#### [Stored data entries]

_ _ _ _ _

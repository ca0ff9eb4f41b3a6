//! Unauthenticated health-check endpoint.

use axum::{extract::State, Json};
use serde_json::{json, Value};

use crate::AppState;

/// `GET /health`: liveness probe.
///
/// Reports version, uptime, running process count and whether the relay
/// tunnel is currently up.
pub async fn health(State(state): State<AppState>) -> Json<Value> {
    let relay_connected = state.relay.as_ref().is_some_and(|r| r.is_connected());
    Json(json!({
        "status": "ok",
        "version": env!("CARGO_PKG_VERSION"),
        "uptime_secs": state.start_time.elapsed().as_secs(),
        "processes": state.processes.process_count().await,
        "relay_connected": relay_connected,
    }))
}
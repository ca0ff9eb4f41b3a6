//! Demultiplexer for one tunnel connection.
//!
//! [`Multiplexer::run`] reads frames until the connection fails, closes, or
//! is cancelled, and returns why. It never reconnects; that is the relay
//! manager's job. When it returns, every stream it opened has ended and
//! every in-flight HTTP exchange has been aborted.

use std::future::Future;
use std::sync::Arc;

use base64::{engine::general_purpose::STANDARD, Engine as _};
use bytes::Bytes;
use futures::StreamExt;
use tokio::io::{AsyncRead, AsyncWrite};
use tokio::sync::{mpsc, Semaphore};
use tokio::task::JoinSet;
use tokio_tungstenite::tungstenite::Message;
use tokio_tungstenite::WebSocketStream;
use tokio_util::sync::CancellationToken;
use tracing::{debug, info, warn};

use super::frame::{Frame, HttpRequest, HttpResponse};
use super::stream::{lock_streams, Delivery, StreamMap, TunnelWriter, VirtualStream};
use super::RelayError;

/// HTTP exchanges served concurrently per tunnel.
pub const MAX_CONCURRENT_EXCHANGES: usize = 32;

/// Serves relayed HTTP requests. Must always produce a response.
pub trait RequestHandler: Send + Sync + 'static {
    fn handle(&self, request: HttpRequest) -> impl Future<Output = HttpResponse> + Send;
}

pub struct Multiplexer<S, H> {
    ws: WebSocketStream<S>,
    handler: Arc<H>,
    new_streams: mpsc::Sender<VirtualStream>,
}

struct Demux<H> {
    writer: TunnelWriter,
    streams: StreamMap,
    handler: Arc<H>,
    new_streams: mpsc::Sender<VirtualStream>,
    limiter: Arc<Semaphore>,
    exchanges: JoinSet<()>,
}

impl<S, H> Multiplexer<S, H>
where
    S: AsyncRead + AsyncWrite + Unpin + Send + 'static,
    H: RequestHandler,
{
    pub fn new(
        ws: WebSocketStream<S>,
        handler: Arc<H>,
        new_streams: mpsc::Sender<VirtualStream>,
    ) -> Self {
        Self {
            ws,
            handler,
            new_streams,
        }
    }

    /// Demultiplex until the connection ends; returns the reason.
    pub async fn run(self, cancel: CancellationToken) -> RelayError {
        let (sink, mut source) = self.ws.split();
        let mut demux = Demux {
            writer: TunnelWriter::new(sink),
            streams: StreamMap::default(),
            handler: self.handler,
            new_streams: self.new_streams,
            limiter: Arc::new(Semaphore::new(MAX_CONCURRENT_EXCHANGES)),
            exchanges: JoinSet::new(),
        };

        let reason = loop {
            let next = tokio::select! {
                () = cancel.cancelled() => break RelayError::Cancelled,
                Some(done) = demux.exchanges.join_next(), if !demux.exchanges.is_empty() => {
                    if let Err(e) = done {
                        if e.is_panic() {
                            warn!("http exchange task panicked");
                        }
                    }
                    continue;
                }
                next = source.next() => next,
            };

            let text = match next {
                None | Some(Ok(Message::Close(_))) => break RelayError::ConnectionClosed,
                Some(Err(e)) => break e.into(),
                Some(Ok(Message::Text(text))) => text,
                Some(Ok(Message::Binary(data))) => {
                    warn!(len = data.len(), "ignoring binary tunnel message");
                    continue;
                }
                Some(Ok(_)) => continue,
            };

            let frame = match Frame::decode(&text) {
                Ok(frame) => frame,
                Err(e) => break e,
            };
            if let Err(e) = demux.dispatch(frame, &cancel).await {
                break e;
            }
        };

        demux.teardown().await;
        info!(reason = %reason, "tunnel connection ended");
        reason
    }
}

impl<H: RequestHandler> Demux<H> {
    async fn dispatch(&mut self, frame: Frame, cancel: &CancellationToken) -> Result<(), RelayError> {
        match frame {
            Frame::HttpRequest { id, request } => {
                let permit = tokio::select! {
                    permit = Arc::clone(&self.limiter).acquire_owned() => {
                        permit.map_err(|_| RelayError::Cancelled)?
                    }
                    () = cancel.cancelled() => return Err(RelayError::Cancelled),
                };
                debug!(%id, method = %request.method, path = %request.path, "relayed http request");
                let handler = Arc::clone(&self.handler);
                let writer = self.writer.clone();
                self.exchanges.spawn(async move {
                    let response = handler.handle(request).await;
                    let frame = Frame::HttpResponse {
                        id: id.clone(),
                        response,
                    };
                    if let Err(e) = writer.send_frame(&frame).await {
                        debug!(%id, "http response not delivered: {e}");
                    }
                    drop(permit);
                });
            }
            Frame::StreamOpen { stream_id } => {
                let Some(stream) = VirtualStream::open(&stream_id, &self.streams, self.writer.clone())
                else {
                    warn!(stream_id = %stream_id, "duplicate stream_open ignored");
                    return Ok(());
                };
                debug!(stream_id = %stream_id, "virtual stream opened");
                tokio::select! {
                    sent = self.new_streams.send(stream) => {
                        if let Err(mpsc::error::SendError(stream)) = sent {
                            warn!(stream_id = %stream_id, "no consumer for virtual streams, closing");
                            stream.close().await;
                        }
                    }
                    () = cancel.cancelled() => return Err(RelayError::Cancelled),
                }
            }
            Frame::StreamData { stream_id, data } => {
                let bytes = match STANDARD.decode(data.as_bytes()) {
                    Ok(b) => Bytes::from(b),
                    Err(e) => {
                        warn!(stream_id = %stream_id, "dropping undecodable stream data: {e}");
                        return Ok(());
                    }
                };
                let overflowed = {
                    let mut streams = lock_streams(&self.streams);
                    match streams.get(&stream_id).map(|slot| slot.deliver(bytes)) {
                        None => {
                            warn!(stream_id = %stream_id, "stream_data for unknown stream");
                            false
                        }
                        Some(Delivery::Queued) => false,
                        Some(Delivery::Gone) => {
                            streams.remove(&stream_id);
                            debug!(stream_id = %stream_id, "stream reader gone, deregistered");
                            false
                        }
                        Some(Delivery::Overflow) => {
                            if let Some(slot) = streams.remove(&stream_id) {
                                slot.close_remote();
                            }
                            true
                        }
                    }
                };
                if overflowed {
                    warn!(stream_id = %stream_id, "stream reader too slow, closing stream");
                    let frame = Frame::StreamClose { stream_id };
                    if let Err(e) = self.writer.send_frame(&frame).await {
                        debug!("stream_close not delivered: {e}");
                    }
                }
            }
            Frame::StreamClose { stream_id } => {
                let removed = lock_streams(&self.streams).remove(&stream_id);
                match removed {
                    Some(slot) => {
                        slot.close_remote();
                        debug!(stream_id = %stream_id, "virtual stream closed by relay");
                    }
                    None => warn!(stream_id = %stream_id, "stream_close for unknown stream"),
                }
            }
            Frame::HttpResponse { id, .. } => {
                warn!(%id, "unexpected http_response from relay ignored");
            }
        }
        Ok(())
    }

    /// Invalidate everything this connection owned.
    async fn teardown(&mut self) {
        self.exchanges.abort_all();
        let slots: Vec<_> = lock_streams(&self.streams).drain().map(|(_, s)| s).collect();
        for slot in &slots {
            slot.close_remote();
        }
        if !slots.is_empty() {
            debug!(streams = slots.len(), "invalidated virtual streams");
        }
        drop(slots);
        self.writer.shut().await;
    }
}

_ _ _ _ _

#### [EXERCISE PROMPT]
Look over the entries above and tally the lines containing the string "select"; the answer is that total only.

#### [EXERCISE RESULT]
3